Там были еще люди, не похожие на тех, кто обычно зависает в «Яме». Один уже лежал лицом вниз и не шевелился, остальные разливали что-то по пластиковым стаканчикам. Я улыбнулась в камеру и через плечо Марта увидела, как к нам направляются двое. Они предложили выпить. Я отказалась, Март напряженно молчал. В тот момент мне хотелось, чтобы он отшутился, придумал что-нибудь, говорил с ними, но он молчал, даже когда меня схватили под руки и потащили. Март стоял и смотрел, я это видела, до тех пор пока оба по очереди не обслюнявили мне губы. Он крикнул «эй» и «не надо», но на него не смотрели. Меня швырнули в круг и толкали из стороны в сторону, чужие холодные пальцы лезли под куртку. Было страшно, как когда сбывается кошмар и какая-то часть мозга отказывается это признавать, а другая уже фиксирует трещины на поверхности прежней жизни, той, что была еще утром и час назад. Меня поволокли к лестнице, чтобы забрать с собой, увести туда, где меньше людей и света. Осознав это, я завизжала. Кто-то из них ударил меня в живот – куртка смягчила удар. Раньше меня не били. Никто. Никогда. Я знала боль от содранных коленей. Знала, как болят зуб и ноготь на зажатом калиткой детского сада пальце. Помнила сломанную после падения с велосипеда руку. Но я никогда не испытывала боли от удара. Это особая боль. У нее есть глаза, слова и кулаки.
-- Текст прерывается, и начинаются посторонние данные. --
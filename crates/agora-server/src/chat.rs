//! Direct chats between two users.

use std::sync::Arc;

use agora_store::{
    Chat, ChatRepository, Database, Entity, Message, MessageRepository, ReadCollection,
    StoreError, User, WriteCollection,
};
use chrono::{DateTime, Utc};
use serde::Serialize;
use tracing::{debug, info};

use crate::accounts::AccountService;
use crate::error::{Result, ServiceError};
use crate::locks::CollectionLocks;
use crate::presence::Presence;

/// One line of a user's chat list.
#[derive(Debug, Clone, PartialEq, Eq, Serialize)]
pub struct ChatSummary {
    pub chat_id: String,
    pub other_user_id: String,
    /// `None` when the other account no longer exists.
    pub other_user_name: Option<String>,
    pub last_message_at: DateTime<Utc>,
    pub unread: usize,
}

#[derive(Clone)]
pub struct ChatService {
    accounts: AccountService,
    chats: ChatRepository,
    messages: MessageRepository,
    presence: Arc<dyn Presence>,
    locks: CollectionLocks,
}

impl ChatService {
    pub fn new(db: &Database, locks: CollectionLocks, presence: Arc<dyn Presence>) -> Self {
        Self {
            accounts: AccountService::new(db, locks.clone()),
            chats: db.chats(),
            messages: db.messages(),
            presence,
            locks,
        }
    }

    /// A user came online.
    pub fn connect(&self, user_id: &str) -> Result<User> {
        let user = self.accounts.set_status(user_id, true)?;
        self.presence.set_online(user_id, true);
        Ok(user)
    }

    /// A user went offline.
    pub fn disconnect(&self, user_id: &str) -> Result<User> {
        self.presence.set_online(user_id, false);
        self.accounts.set_status(user_id, false)
    }

    /// The chat between `user_a` and `user_b`, created if it does not exist
    /// yet.  Both users must exist.
    pub fn start_chat(&self, user_a: &str, user_b: &str) -> Result<Chat> {
        Chat::id_for(user_a, user_b).map_err(bad_request)?;
        self.accounts.user(user_a)?;
        self.accounts.user(user_b)?;

        self.locks.with(Chat::COLLECTION, || -> Result<Chat> {
            if let Some(chat) = self.chats.find_chat_by_users(user_a, user_b)? {
                debug!(chat = %chat.id, "chat already exists");
                return Ok(chat);
            }
            let chat = self.chats.add(Chat::new(user_a, user_b).map_err(bad_request)?)?;
            info!(chat = %chat.id, "chat started");
            Ok(chat)
        })
    }

    /// Store a message from `sender_id`.  It counts as delivered when the
    /// recipient is online at send time.
    pub fn send_message(&self, sender_id: &str, chat_id: &str, content: &str) -> Result<Message> {
        if content.trim().is_empty() {
            return Err(ServiceError::BadRequest("message content is empty".into()));
        }

        let chat = self.chat(chat_id)?;
        let recipient = chat
            .other_participant(sender_id)
            .ok_or_else(|| ServiceError::NotAParticipant {
                user: sender_id.to_string(),
                chat: chat_id.to_string(),
            })?;
        let delivered = self.presence.is_online(recipient);

        let message = self.locks.with(Message::COLLECTION, || {
            self.messages
                .add(Message::new(&chat.id, sender_id, content, delivered))
        })?;

        self.locks.with(Chat::COLLECTION, || -> Result<()> {
            if let Some(mut current) = self.chats.find_by_id(&chat.id)? {
                if current.last_message_at < message.timestamp {
                    current.last_message_at = message.timestamp;
                    self.chats.update(current)?;
                }
            }
            Ok(())
        })?;

        info!(chat = %chat.id, message = %message.id, delivered, "message sent");
        Ok(message)
    }

    /// Messages of a chat, oldest first.
    pub fn history(&self, chat_id: &str) -> Result<Vec<Message>> {
        self.chat(chat_id)?;
        Ok(self.messages.find_by_conversation_id(chat_id)?)
    }

    /// Flag every message `reader_id` received in `chat_id` as delivered.
    /// Returns how many messages changed.
    pub fn mark_read(&self, reader_id: &str, chat_id: &str) -> Result<usize> {
        let chat = self.chat(chat_id)?;
        if !chat.has_participant(reader_id) {
            return Err(ServiceError::NotAParticipant {
                user: reader_id.to_string(),
                chat: chat_id.to_string(),
            });
        }

        let changed = self.locks.with(Message::COLLECTION, || {
            self.messages.mark_delivered(chat_id, reader_id)
        })?;

        debug!(chat = chat_id, reader = reader_id, changed, "messages marked read");
        Ok(changed)
    }

    /// Every chat of `user_id`, most recently active first.
    pub fn chats_for_user(&self, user_id: &str) -> Result<Vec<ChatSummary>> {
        let mut summaries = Vec::new();
        for chat in self.chats.find_all_by_user(user_id)? {
            let Some(other) = chat.other_participant(user_id) else {
                continue;
            };
            let other_user_name = match self.accounts.user(other) {
                Ok(user) => Some(user.name),
                Err(ServiceError::UserNotFound(_)) => None,
                Err(e) => return Err(e),
            };
            summaries.push(ChatSummary {
                unread: self.messages.count_unread_by_chat(&chat.id, user_id)?,
                other_user_id: other.to_string(),
                other_user_name,
                last_message_at: chat.last_message_at,
                chat_id: chat.id,
            });
        }

        summaries.sort_by(|a, b| b.last_message_at.cmp(&a.last_message_at));
        Ok(summaries)
    }

    fn chat(&self, chat_id: &str) -> Result<Chat> {
        self.chats
            .find_by_id(chat_id)?
            .ok_or_else(|| ServiceError::ChatNotFound(chat_id.to_string()))
    }
}

fn bad_request(e: StoreError) -> ServiceError {
    match e {
        StoreError::InvalidEntity(reason) => ServiceError::BadRequest(reason),
        other => ServiceError::Store(other),
    }
}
Она говорит с тобой, иногда улыбается тебе, она дышит и пахнет, слышит и понимает тебя – но все равно продолжается. Ты никогда не станешь прежним. В тебе вмятина.
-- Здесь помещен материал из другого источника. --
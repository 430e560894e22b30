//! Typed equality predicates over entity fields.
//!
//! Each entity type declares a field enum and a [`Queryable::field`]
//! accessor returning a [`FieldValue`].  A [`Predicate`] compares those
//! values against [`Scalar`] literals.  Values of different kinds never
//! compare equal: the string `"1"` does not match the integer `1`, and
//! `"true"` does not match `true`.

use std::collections::HashSet;

use crate::collection::Entity;

/// Literal on the right-hand side of an equality.
#[derive(Debug, Clone, PartialEq, Eq)]
pub enum Scalar {
    Str(String),
    Int(i64),
    Bool(bool),
    Null,
}

/// Borrowed view of a field on an entity.
#[derive(Debug, Clone, Copy, PartialEq, Eq)]
pub enum FieldValue<'a> {
    Str(&'a str),
    Int(i64),
    Bool(bool),
    Null,
}

impl Scalar {
    pub fn matches(&self, value: FieldValue<'_>) -> bool {
        match (self, value) {
            (Scalar::Str(a), FieldValue::Str(b)) => a == b,
            (Scalar::Int(a), FieldValue::Int(b)) => *a == b,
            (Scalar::Bool(a), FieldValue::Bool(b)) => *a == b,
            (Scalar::Null, FieldValue::Null) => true,
            _ => false,
        }
    }
}

impl From<&str> for Scalar {
    fn from(value: &str) -> Self {
        Scalar::Str(value.to_string())
    }
}

impl From<String> for Scalar {
    fn from(value: String) -> Self {
        Scalar::Str(value)
    }
}

impl From<&String> for Scalar {
    fn from(value: &String) -> Self {
        Scalar::Str(value.clone())
    }
}

impl From<i64> for Scalar {
    fn from(value: i64) -> Self {
        Scalar::Int(value)
    }
}

impl From<bool> for Scalar {
    fn from(value: bool) -> Self {
        Scalar::Bool(value)
    }
}

impl<'a> From<Option<&'a str>> for FieldValue<'a> {
    fn from(value: Option<&'a str>) -> Self {
        value.map_or(FieldValue::Null, FieldValue::Str)
    }
}

/// Reflection-free field access for predicate evaluation.
pub trait Queryable {
    type Field: Copy + std::fmt::Debug;

    fn field(&self, field: Self::Field) -> FieldValue<'_>;
}

#[derive(Debug, Clone, PartialEq, Eq)]
pub enum Predicate<F> {
    Eq(F, Scalar),
    And(Box<Predicate<F>>, Box<Predicate<F>>),
    Or(Box<Predicate<F>>, Box<Predicate<F>>),
}

impl<F: Copy> Predicate<F> {
    pub fn eq(field: F, value: impl Into<Scalar>) -> Self {
        Predicate::Eq(field, value.into())
    }

    pub fn and(self, other: Predicate<F>) -> Self {
        Predicate::And(Box::new(self), Box::new(other))
    }

    pub fn or(self, other: Predicate<F>) -> Self {
        Predicate::Or(Box::new(self), Box::new(other))
    }

    pub fn evaluate<E>(&self, entity: &E) -> bool
    where
        E: Queryable<Field = F>,
    {
        match self {
            Predicate::Eq(field, value) => value.matches(entity.field(*field)),
            Predicate::And(a, b) => a.evaluate(entity) && b.evaluate(entity),
            Predicate::Or(a, b) => a.evaluate(entity) || b.evaluate(entity),
        }
    }
}

/// Keep the entities matching `predicate`, in their original order, dropping
/// any later entity whose id was already kept.
pub fn filter<E>(entities: Vec<E>, predicate: &Predicate<E::Field>) -> Vec<E>
where
    E: Entity + Queryable,
{
    let mut seen = HashSet::new();
    entities
        .into_iter()
        .filter(|e| predicate.evaluate(e))
        .filter(|e| seen.insert(e.id().to_string()))
        .collect()
}

#[cfg(test)]
mod tests {
    use super::*;
    use serde::{Deserialize, Serialize};

    #[derive(Debug, Clone, PartialEq, Serialize, Deserialize)]
    struct Gadget {
        id: String,
        label: String,
        count: i64,
        enabled: bool,
        note: Option<String>,
    }

    #[derive(Debug, Clone, Copy)]
    enum GadgetField {
        Id,
        Label,
        Count,
        Enabled,
        Note,
    }

    impl Entity for Gadget {
        const COLLECTION: &'static str = "gadgets";

        fn id(&self) -> &str {
            &self.id
        }
    }

    impl Queryable for Gadget {
        type Field = GadgetField;

        fn field(&self, field: GadgetField) -> FieldValue<'_> {
            match field {
                GadgetField::Id => FieldValue::Str(&self.id),
                GadgetField::Label => FieldValue::Str(&self.label),
                GadgetField::Count => FieldValue::Int(self.count),
                GadgetField::Enabled => FieldValue::Bool(self.enabled),
                GadgetField::Note => self.note.as_deref().into(),
            }
        }
    }

    fn gadget(id: &str, label: &str, count: i64, enabled: bool) -> Gadget {
        Gadget {
            id: id.into(),
            label: label.into(),
            count,
            enabled,
            note: None,
        }
    }

    #[test]
    fn equality_is_type_strict() {
        let g = gadget("g1", "1", 1, true);

        assert!(Predicate::eq(GadgetField::Count, 1i64).evaluate(&g));
        assert!(!Predicate::eq(GadgetField::Count, "1").evaluate(&g));
        assert!(Predicate::eq(GadgetField::Label, "1").evaluate(&g));
        assert!(!Predicate::eq(GadgetField::Label, 1i64).evaluate(&g));
        assert!(!Predicate::eq(GadgetField::Enabled, "true").evaluate(&g));
        assert!(Predicate::eq(GadgetField::Enabled, true).evaluate(&g));
    }

    #[test]
    fn optional_fields_compare_as_null() {
        let mut g = gadget("g1", "a", 0, false);
        assert!(Predicate::Eq(GadgetField::Note, Scalar::Null).evaluate(&g));

        g.note = Some("hi".into());
        assert!(!Predicate::Eq(GadgetField::Note, Scalar::Null).evaluate(&g));
        assert!(Predicate::eq(GadgetField::Note, "hi").evaluate(&g));
    }

    #[test]
    fn and_or_combinators() {
        let g = gadget("g1", "a", 3, false);
        let both =
            Predicate::eq(GadgetField::Label, "a").and(Predicate::eq(GadgetField::Count, 3i64));
        let neither =
            Predicate::eq(GadgetField::Label, "b").or(Predicate::eq(GadgetField::Count, 4i64));
        let one =
            Predicate::eq(GadgetField::Label, "b").or(Predicate::eq(GadgetField::Enabled, false));

        assert!(both.evaluate(&g));
        assert!(!neither.evaluate(&g));
        assert!(one.evaluate(&g));
    }

    #[test]
    fn filter_keeps_order_and_drops_duplicate_ids() {
        let items = vec![
            gadget("a", "x", 1, true),
            gadget("b", "y", 1, true),
            gadget("a", "x", 1, true),
            gadget("c", "x", 2, true),
        ];
        // Both branches hold for "a"; it must still appear once.
        let pred =
            Predicate::eq(GadgetField::Label, "x").or(Predicate::eq(GadgetField::Count, 1i64));

        let ids: Vec<_> = filter(items, &pred).into_iter().map(|g| g.id).collect();
        assert_eq!(ids, vec!["a", "b", "c"]);
    }

    #[test]
    fn filter_by_id() {
        let items = vec![gadget("a", "x", 1, true), gadget("b", "y", 2, false)];
        let found = filter(items, &Predicate::eq(GadgetField::Id, "b"));
        assert_eq!(found.len(), 1);
        assert_eq!(found[0].count, 2);
    }
}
Где-то тут еще оставался Март. Он отдавал меня им.

– Да что ж вы делаете?!

Я не помню ее лица. Только то, что она была пьяна, что широко разевала рот с перламутровыми розовыми губами и кричала за меня:

– Отпустите девку! Девку отпустите!

Мимо спешили прохожие. Они отворачивались и ускоряли шаг. Я выдиралась из удерживающих меня рук под вопли «отпустите ее» до тех пор, пока рядом не притормозила патрульная машина. Почувствовав свободу, я рванула к стоявшему поодаль Марту, не оглядываясь, а когда он шагнул навстречу, побежала дальше, дальше, дальше.